» Excerpts from a dataset:
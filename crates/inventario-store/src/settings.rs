//! Configuration store
//!
//! Key/value settings in the `configuracion` table. Defaults are seeded with
//! insert-if-absent semantics, so values edited by the operator survive every
//! later schema run.

use crate::db::StoreGateway;
use crate::error::StoreError;
use chrono::{DateTime, Duration, NaiveDateTime, Utc};
use rusqlite::{params, Connection, OptionalExtension};
use serde::{Deserialize, Serialize};

/// Set by the lifecycle manager after each successful backup
pub const LAST_BACKUP_KEY: &str = "ultimo_backup";
pub const AUTO_BACKUP_KEY: &str = "backup_automatico";
pub const BACKUP_FREQUENCY_KEY: &str = "frecuencia_backup_dias";

/// Storage format of timestamps (matches SQLite `CURRENT_TIMESTAMP`, UTC)
pub const TIMESTAMP_FORMAT: &str = "%Y-%m-%d %H:%M:%S";

const DEFAULTS: &[(&str, Option<&str>, &str)] = &[
    ("nombre_negocio", Some("Mi Negocio"), "Nombre del negocio"),
    ("moneda", Some("USD"), "Moneda utilizada"),
    ("impuesto_porcentaje", Some("18"), "Porcentaje de impuesto"),
    (
        "stock_minimo_default",
        Some("5"),
        "Stock minimo por defecto para productos nuevos",
    ),
    (LAST_BACKUP_KEY, None, "Fecha del ultimo backup"),
    (AUTO_BACKUP_KEY, Some("false"), "Backup automatico habilitado"),
    (BACKUP_FREQUENCY_KEY, Some("7"), "Frecuencia de backup en dias"),
    ("directorio_backups", None, "Directorio para backups automaticos"),
];

#[derive(Debug, Clone, PartialEq, Eq, Serialize, Deserialize)]
pub struct ConfigEntry {
    pub clave: String,
    pub valor: Option<String>,
    pub descripcion: Option<String>,
    pub fecha_modificacion: String,
}

/// Current UTC time in storage format
pub fn format_timestamp(at: DateTime<Utc>) -> String {
    at.format(TIMESTAMP_FORMAT).to_string()
}

/// Parse a stored timestamp; `None` for empty or unparseable values
pub fn parse_timestamp(value: &str) -> Option<DateTime<Utc>> {
    NaiveDateTime::parse_from_str(value.trim(), TIMESTAMP_FORMAT)
        .ok()
        .map(|naive| naive.and_utc())
}

/// Insert missing defaults. Returns how many rows were added.
pub(crate) fn seed_defaults(conn: &Connection) -> Result<usize, StoreError> {
    let mut stmt = conn.prepare(
        "INSERT OR IGNORE INTO configuracion (clave, valor, descripcion) VALUES (?1, ?2, ?3)",
    )?;

    let mut inserted = 0;
    for (key, value, description) in DEFAULTS {
        inserted += stmt.execute(params![key, value, description])?;
    }
    Ok(inserted)
}

/// Value of `key`. Missing key and NULL value both read as `None`.
pub fn get(conn: &Connection, key: &str) -> Result<Option<String>, StoreError> {
    let value: Option<Option<String>> = conn
        .query_row(
            "SELECT valor FROM configuracion WHERE clave = ?1",
            params![key],
            |row| row.get(0),
        )
        .optional()?;
    Ok(value.flatten())
}

/// Insert or update `key`, stamping the modification time
pub fn set(conn: &Connection, key: &str, value: Option<&str>) -> Result<(), StoreError> {
    conn.execute(
        "INSERT INTO configuracion (clave, valor) VALUES (?1, ?2)
         ON CONFLICT(clave) DO UPDATE SET
             valor = excluded.valor,
             fecha_modificacion = CURRENT_TIMESTAMP",
        params![key, value],
    )?;
    Ok(())
}

pub fn list(conn: &Connection) -> Result<Vec<ConfigEntry>, StoreError> {
    let mut stmt = conn.prepare(
        "SELECT clave, valor, descripcion, fecha_modificacion
         FROM configuracion ORDER BY clave",
    )?;
    let entries = stmt
        .query_map([], |row| {
            Ok(ConfigEntry {
                clave: row.get(0)?,
                valor: row.get(1)?,
                descripcion: row.get(2)?,
                fecha_modificacion: row.get(3)?,
            })
        })?
        .collect::<Result<Vec<_>, _>>()?;
    Ok(entries)
}

/// Whether an automatic backup should run at `now`
///
/// False when automatic backups are disabled. True when no backup was ever
/// recorded or the last one is at least `frecuencia_backup_dias` old. A
/// frequency that does not parse as a positive integer falls back to 7 days.
pub fn backup_due(conn: &Connection, now: DateTime<Utc>) -> Result<bool, StoreError> {
    let enabled = get(conn, AUTO_BACKUP_KEY)?
        .is_some_and(|v| matches!(v.trim(), "true" | "1" | "si" | "sí"));
    if !enabled {
        return Ok(false);
    }

    let days = get(conn, BACKUP_FREQUENCY_KEY)?
        .and_then(|v| v.trim().parse::<i64>().ok())
        .filter(|d| *d > 0)
        .unwrap_or(7);

    let last = get(conn, LAST_BACKUP_KEY)?.and_then(|v| parse_timestamp(&v));
    Ok(match last {
        Some(last) => now - last >= Duration::days(days),
        None => true,
    })
}

impl StoreGateway {
    pub async fn get_setting(&self, key: &str) -> Result<Option<String>, StoreError> {
        let key = key.to_string();
        self.run(move |db| get(db.conn(), &key)).await
    }

    pub async fn set_setting(&self, key: &str, value: Option<&str>) -> Result<(), StoreError> {
        let key = key.to_string();
        let value = value.map(str::to_string);
        self.run(move |db| set(db.conn(), &key, value.as_deref()))
            .await
    }

    pub async fn list_settings(&self) -> Result<Vec<ConfigEntry>, StoreError> {
        self.run(|db| list(db.conn())).await
    }

    /// Whether an automatic backup is due at `now`
    pub async fn backup_due(&self, now: DateTime<Utc>) -> Result<bool, StoreError> {
        self.run(move |db| backup_due(db.conn(), now)).await
    }
}
/// Replace the live file with `source` and record it
pub(crate) fn run_restore(slot: &mut Slot, source: &Path) -> Result<BackupOutcome, StoreError> {
    let live = slot.config().db_path.clone();
    if same_file(&live, source) {
        return Err(StoreError::InvalidInput(
            "restore source is the live database file".into(),
        ));
    }

    // Nothing is touched until the source proves usable
    db::verify_store_file(source)?;

    let mut notes = Vec::new();
    let carried = match slot.take() {
        Ok(db) => {
            let records = history(db.conn(), usize::MAX).unwrap_or_else(|e| {
                tracing::warn!("Could not read audit rows to carry forward: {}", e);
                notes.push(format!("audit carry-forward skipped: {e}"));
                Vec::new()
            });
            close_for_file_op(slot, db, &mut notes);
            records
        }
        Err(StoreError::NotInitialized) => {
            tracing::warn!("Restoring without a live connection; audit rows not carried");
            slot.set_phase(ConnectionPhase::FileOp);
            Vec::new()
        }
        Err(e) => return Err(e),
    };

    tracing::info!("Restoring {} from {}", live.display(), source.display());

    let safety = live.with_extension(SAFETY_COPY_EXTENSION);
    let safety_copy = if live.exists() {
        if let Err(e) = copy_atomic(&live, &safety) {
            tracing::error!("Safety copy failed, aborting restore: {}", e);
            if let Err(reopen) = slot.open() {
                tracing::error!("Reopen after failed safety copy also failed: {}", reopen);
            }
            return Err(e);
        }
        Some(safety)
    } else {
        None
    };

    let copied = copy_atomic(source, &live);
    if copied.is_ok() {
        remove_sidecars(&live);
    }

    let (migrations, size_bytes) = match (slot.open(), copied) {
        (Ok(report), Ok(size)) => (report, size),
        (Ok(_), Err(copy)) => {
            tracing::error!("Restore copy failed, live store unchanged: {}", copy);
            discard_safety_copy(safety_copy.as_deref());
            return Err(copy);
        }
        (Err(reopen), copied) => {
            tracing::error!("Restored file could not be opened: {}", reopen);
            if let (Some(safety), Ok(_)) = (safety_copy.as_deref(), &copied) {
                put_back(slot, safety, &live);
            }
            return Err(copied.err().unwrap_or(reopen));
        }
    };

    let conn = slot.database()?.conn();
    match carry_forward(conn, &carried) {
        Ok(0) => {}
        Ok(n) => tracing::info!("Carried {} audit rows into the restored store", n),
        Err(e) => {
            tracing::error!("Failed to carry audit rows forward: {}", e);
            notes.push(format!("audit carry-forward failed: {e}"));
        }
    }

    let recorded = match insert_record(
        conn,
        source,
        size_bytes,
        BackupTrigger::Manual,
        BackupOperation::Restore,
        &notes,
    ) {
        Ok(_) => true,
        Err(e) => {
            tracing::error!("Failed to record restore in audit table: {}", e);
            notes.push(format!("audit insert failed: {e}"));
            false
        }
    };

    discard_safety_copy(safety_copy.as_deref());
    tracing::info!("Restore completed from {}", source.display());

    Ok(BackupOutcome {
        operation: BackupOperation::Restore,
        trigger: BackupTrigger::Manual,
        path: source.to_path_buf(),
        size_bytes,
        recorded,
        notes,
        migrations,
    })
}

» Problem to work on:
In the entries above, restate word for word the lines between the one holding "use crate::db::StoreGateway;" and the one holding "each successful backup", inclusive, and nothing besides.

» Answer to this problem:
use crate::db::StoreGateway;
use crate::error::StoreError;
use chrono::{DateTime, Duration, NaiveDateTime, Utc};
use rusqlite::{params, Connection, OptionalExtension};
use serde::{Deserialize, Serialize};

/// Set by the lifecycle manager after each successful backup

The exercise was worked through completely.